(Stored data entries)
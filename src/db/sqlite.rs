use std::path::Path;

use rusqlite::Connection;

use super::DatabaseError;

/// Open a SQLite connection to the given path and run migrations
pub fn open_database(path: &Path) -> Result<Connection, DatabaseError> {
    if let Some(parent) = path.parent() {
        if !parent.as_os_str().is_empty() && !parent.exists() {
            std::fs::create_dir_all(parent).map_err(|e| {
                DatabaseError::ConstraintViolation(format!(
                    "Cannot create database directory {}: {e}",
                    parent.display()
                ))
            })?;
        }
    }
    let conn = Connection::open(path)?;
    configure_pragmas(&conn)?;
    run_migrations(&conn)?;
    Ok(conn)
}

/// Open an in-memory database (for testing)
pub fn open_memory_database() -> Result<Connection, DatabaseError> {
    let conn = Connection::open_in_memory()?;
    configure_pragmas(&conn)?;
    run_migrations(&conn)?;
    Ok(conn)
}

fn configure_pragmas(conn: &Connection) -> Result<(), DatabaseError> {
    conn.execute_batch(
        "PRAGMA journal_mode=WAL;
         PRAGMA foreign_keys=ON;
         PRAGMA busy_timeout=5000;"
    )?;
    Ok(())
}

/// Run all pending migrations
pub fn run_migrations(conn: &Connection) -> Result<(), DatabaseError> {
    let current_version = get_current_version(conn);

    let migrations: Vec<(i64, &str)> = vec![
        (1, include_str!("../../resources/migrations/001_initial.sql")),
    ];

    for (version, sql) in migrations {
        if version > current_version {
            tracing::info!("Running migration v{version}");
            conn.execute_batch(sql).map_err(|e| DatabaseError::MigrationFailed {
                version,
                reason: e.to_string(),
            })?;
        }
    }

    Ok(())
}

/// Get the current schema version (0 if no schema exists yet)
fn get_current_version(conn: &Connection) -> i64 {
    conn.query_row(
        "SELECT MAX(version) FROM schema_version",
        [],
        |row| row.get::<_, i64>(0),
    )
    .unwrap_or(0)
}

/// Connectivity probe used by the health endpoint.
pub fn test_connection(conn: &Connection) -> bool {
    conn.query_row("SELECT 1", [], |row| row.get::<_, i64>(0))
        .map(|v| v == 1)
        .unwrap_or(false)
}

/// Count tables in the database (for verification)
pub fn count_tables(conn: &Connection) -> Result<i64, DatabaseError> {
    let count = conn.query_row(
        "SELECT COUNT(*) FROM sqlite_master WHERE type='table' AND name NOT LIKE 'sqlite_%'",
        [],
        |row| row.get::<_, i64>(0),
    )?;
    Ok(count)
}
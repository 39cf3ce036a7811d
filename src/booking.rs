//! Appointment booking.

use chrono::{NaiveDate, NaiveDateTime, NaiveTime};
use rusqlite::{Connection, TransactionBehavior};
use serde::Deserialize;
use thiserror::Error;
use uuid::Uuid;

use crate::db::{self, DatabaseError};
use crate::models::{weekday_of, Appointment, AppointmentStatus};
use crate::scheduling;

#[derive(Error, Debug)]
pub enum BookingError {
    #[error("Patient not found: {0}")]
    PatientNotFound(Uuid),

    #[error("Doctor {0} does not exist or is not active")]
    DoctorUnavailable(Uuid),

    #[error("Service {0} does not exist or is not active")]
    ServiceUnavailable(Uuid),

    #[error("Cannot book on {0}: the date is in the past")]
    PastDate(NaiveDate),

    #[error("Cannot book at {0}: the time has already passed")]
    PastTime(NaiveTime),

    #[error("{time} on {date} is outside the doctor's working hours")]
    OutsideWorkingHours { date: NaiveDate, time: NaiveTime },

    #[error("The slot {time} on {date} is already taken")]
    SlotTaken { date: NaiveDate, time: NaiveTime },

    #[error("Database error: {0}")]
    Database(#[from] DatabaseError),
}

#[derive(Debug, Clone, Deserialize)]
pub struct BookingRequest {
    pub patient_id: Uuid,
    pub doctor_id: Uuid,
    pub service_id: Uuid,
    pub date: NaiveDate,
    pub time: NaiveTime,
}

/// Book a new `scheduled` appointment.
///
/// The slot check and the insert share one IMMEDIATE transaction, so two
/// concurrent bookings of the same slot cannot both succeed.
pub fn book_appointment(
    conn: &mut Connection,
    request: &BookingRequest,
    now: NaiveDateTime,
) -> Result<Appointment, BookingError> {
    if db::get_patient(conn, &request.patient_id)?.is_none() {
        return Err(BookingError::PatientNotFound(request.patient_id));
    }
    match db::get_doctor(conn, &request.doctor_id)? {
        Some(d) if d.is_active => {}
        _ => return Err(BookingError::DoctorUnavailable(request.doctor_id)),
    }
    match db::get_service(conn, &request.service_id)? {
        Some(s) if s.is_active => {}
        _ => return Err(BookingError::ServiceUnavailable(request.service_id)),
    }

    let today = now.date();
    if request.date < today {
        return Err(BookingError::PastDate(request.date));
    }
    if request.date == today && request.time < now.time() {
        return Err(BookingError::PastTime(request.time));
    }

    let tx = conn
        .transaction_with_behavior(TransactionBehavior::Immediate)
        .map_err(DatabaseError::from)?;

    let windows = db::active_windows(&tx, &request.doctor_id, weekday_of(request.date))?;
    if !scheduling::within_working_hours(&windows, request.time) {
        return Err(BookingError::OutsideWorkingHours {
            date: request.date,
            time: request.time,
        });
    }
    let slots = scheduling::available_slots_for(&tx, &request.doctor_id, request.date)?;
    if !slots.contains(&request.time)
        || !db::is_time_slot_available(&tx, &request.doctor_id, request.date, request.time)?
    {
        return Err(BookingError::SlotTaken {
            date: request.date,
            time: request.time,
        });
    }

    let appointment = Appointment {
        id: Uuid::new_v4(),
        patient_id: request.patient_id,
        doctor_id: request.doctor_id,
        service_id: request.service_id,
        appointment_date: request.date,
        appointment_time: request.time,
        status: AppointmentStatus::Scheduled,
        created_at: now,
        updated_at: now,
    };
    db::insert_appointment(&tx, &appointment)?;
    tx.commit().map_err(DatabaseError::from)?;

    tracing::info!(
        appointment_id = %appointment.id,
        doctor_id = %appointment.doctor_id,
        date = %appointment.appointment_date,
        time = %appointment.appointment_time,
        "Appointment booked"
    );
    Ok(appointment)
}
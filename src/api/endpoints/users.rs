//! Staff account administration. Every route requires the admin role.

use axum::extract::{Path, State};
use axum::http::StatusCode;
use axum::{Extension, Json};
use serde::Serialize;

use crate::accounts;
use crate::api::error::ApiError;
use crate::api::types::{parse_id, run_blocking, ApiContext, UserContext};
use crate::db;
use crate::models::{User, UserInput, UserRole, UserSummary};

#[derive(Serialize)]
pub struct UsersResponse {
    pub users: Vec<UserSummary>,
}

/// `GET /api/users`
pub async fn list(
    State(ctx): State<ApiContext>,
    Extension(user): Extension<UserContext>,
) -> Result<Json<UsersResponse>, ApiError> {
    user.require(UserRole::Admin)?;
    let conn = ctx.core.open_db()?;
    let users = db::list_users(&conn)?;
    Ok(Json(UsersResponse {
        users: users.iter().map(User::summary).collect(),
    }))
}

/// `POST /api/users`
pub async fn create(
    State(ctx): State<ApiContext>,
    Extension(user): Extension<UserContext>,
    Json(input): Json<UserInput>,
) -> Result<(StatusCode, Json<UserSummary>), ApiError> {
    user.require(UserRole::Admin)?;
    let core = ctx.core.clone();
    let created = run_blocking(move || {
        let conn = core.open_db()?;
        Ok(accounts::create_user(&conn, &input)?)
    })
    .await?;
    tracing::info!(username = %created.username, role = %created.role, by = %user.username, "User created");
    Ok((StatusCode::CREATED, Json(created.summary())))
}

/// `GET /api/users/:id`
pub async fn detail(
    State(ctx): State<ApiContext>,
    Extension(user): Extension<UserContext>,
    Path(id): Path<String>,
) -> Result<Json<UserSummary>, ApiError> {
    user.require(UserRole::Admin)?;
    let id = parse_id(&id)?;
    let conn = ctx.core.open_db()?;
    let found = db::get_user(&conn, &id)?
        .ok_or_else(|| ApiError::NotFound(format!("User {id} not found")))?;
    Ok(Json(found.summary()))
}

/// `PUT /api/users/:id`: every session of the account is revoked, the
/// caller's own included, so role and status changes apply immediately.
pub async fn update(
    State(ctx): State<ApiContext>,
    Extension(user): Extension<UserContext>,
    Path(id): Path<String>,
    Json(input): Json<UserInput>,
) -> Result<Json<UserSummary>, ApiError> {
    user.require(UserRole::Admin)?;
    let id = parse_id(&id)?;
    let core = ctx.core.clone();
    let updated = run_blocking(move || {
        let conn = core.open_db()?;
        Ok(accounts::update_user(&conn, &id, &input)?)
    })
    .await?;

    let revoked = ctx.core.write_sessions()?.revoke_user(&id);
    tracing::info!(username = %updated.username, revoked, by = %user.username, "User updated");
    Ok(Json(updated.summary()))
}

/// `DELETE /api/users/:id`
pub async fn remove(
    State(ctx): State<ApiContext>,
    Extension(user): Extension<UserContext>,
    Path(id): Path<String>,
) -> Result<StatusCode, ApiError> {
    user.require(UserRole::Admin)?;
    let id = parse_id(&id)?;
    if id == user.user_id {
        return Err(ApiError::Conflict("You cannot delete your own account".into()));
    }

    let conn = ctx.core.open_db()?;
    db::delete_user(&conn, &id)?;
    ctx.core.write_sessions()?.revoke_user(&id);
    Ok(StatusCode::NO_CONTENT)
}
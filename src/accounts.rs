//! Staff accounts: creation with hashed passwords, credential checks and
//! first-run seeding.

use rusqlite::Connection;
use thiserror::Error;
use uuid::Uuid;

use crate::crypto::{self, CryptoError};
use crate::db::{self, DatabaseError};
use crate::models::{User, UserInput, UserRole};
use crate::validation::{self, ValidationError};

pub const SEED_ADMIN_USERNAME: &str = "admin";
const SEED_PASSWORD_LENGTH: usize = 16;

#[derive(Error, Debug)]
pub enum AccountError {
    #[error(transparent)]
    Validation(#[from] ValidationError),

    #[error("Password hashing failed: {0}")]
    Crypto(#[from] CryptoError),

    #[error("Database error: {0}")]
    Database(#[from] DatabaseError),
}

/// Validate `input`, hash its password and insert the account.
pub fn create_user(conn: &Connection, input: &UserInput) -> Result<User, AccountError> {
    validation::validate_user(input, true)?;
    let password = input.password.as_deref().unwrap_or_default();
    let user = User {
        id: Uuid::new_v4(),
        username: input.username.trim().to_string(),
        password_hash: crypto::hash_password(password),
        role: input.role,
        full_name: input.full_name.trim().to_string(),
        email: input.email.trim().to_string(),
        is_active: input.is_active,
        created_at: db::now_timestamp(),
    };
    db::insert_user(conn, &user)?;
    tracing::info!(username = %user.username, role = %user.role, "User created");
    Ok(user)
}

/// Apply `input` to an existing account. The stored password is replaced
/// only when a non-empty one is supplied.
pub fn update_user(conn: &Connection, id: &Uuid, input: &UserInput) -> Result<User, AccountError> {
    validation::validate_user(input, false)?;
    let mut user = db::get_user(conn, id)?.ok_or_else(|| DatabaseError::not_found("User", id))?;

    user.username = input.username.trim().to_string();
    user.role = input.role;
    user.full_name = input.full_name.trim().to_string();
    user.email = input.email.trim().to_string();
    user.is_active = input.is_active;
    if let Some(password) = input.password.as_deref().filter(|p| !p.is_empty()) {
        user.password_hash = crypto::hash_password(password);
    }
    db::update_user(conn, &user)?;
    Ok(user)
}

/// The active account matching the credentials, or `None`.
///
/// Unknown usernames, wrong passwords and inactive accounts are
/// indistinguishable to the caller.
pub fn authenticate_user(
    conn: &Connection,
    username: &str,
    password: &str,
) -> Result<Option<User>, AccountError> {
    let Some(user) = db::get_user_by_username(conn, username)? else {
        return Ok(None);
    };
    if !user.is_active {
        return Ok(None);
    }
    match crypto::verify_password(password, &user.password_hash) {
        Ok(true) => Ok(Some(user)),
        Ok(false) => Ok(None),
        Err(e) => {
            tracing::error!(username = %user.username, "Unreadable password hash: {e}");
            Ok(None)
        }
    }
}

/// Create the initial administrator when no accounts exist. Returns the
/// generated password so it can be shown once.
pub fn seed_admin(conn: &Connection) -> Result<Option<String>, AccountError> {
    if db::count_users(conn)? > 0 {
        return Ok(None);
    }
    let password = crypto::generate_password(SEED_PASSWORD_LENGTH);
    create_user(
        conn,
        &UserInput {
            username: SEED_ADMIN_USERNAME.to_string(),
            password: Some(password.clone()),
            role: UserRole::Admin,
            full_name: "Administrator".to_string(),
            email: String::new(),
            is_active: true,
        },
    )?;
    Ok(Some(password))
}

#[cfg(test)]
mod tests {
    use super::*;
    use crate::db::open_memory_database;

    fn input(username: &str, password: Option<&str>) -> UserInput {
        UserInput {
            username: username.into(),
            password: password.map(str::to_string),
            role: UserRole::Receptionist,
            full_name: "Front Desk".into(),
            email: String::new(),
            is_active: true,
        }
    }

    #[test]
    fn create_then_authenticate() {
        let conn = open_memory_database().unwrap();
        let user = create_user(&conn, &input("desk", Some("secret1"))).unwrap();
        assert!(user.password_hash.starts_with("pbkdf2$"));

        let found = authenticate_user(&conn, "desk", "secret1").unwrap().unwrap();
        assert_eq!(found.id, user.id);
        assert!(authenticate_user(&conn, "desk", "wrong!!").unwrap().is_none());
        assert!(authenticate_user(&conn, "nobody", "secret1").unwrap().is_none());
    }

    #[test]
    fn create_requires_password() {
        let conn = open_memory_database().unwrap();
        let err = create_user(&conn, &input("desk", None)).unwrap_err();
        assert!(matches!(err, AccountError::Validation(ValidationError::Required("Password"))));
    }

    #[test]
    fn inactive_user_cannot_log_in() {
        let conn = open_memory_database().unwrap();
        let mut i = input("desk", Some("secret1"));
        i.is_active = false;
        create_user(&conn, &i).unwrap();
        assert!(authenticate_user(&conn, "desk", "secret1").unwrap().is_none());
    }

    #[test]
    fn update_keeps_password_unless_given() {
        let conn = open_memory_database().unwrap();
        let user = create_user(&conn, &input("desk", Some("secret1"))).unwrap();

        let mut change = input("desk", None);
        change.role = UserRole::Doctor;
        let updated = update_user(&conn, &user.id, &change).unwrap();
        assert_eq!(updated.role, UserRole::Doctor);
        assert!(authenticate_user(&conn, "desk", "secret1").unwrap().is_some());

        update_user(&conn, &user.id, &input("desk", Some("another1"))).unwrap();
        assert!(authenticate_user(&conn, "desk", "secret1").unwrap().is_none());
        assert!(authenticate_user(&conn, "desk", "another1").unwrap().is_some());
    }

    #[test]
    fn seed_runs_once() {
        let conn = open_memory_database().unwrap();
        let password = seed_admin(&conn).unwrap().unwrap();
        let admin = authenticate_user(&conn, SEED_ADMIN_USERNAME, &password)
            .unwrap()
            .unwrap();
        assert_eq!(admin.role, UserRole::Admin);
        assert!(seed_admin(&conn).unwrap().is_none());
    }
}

### ACTION ITEM
Every line above that holds the string "enum" should be copied out.

### TASK ANSWER
pub enum BookingError {
pub enum AccountError {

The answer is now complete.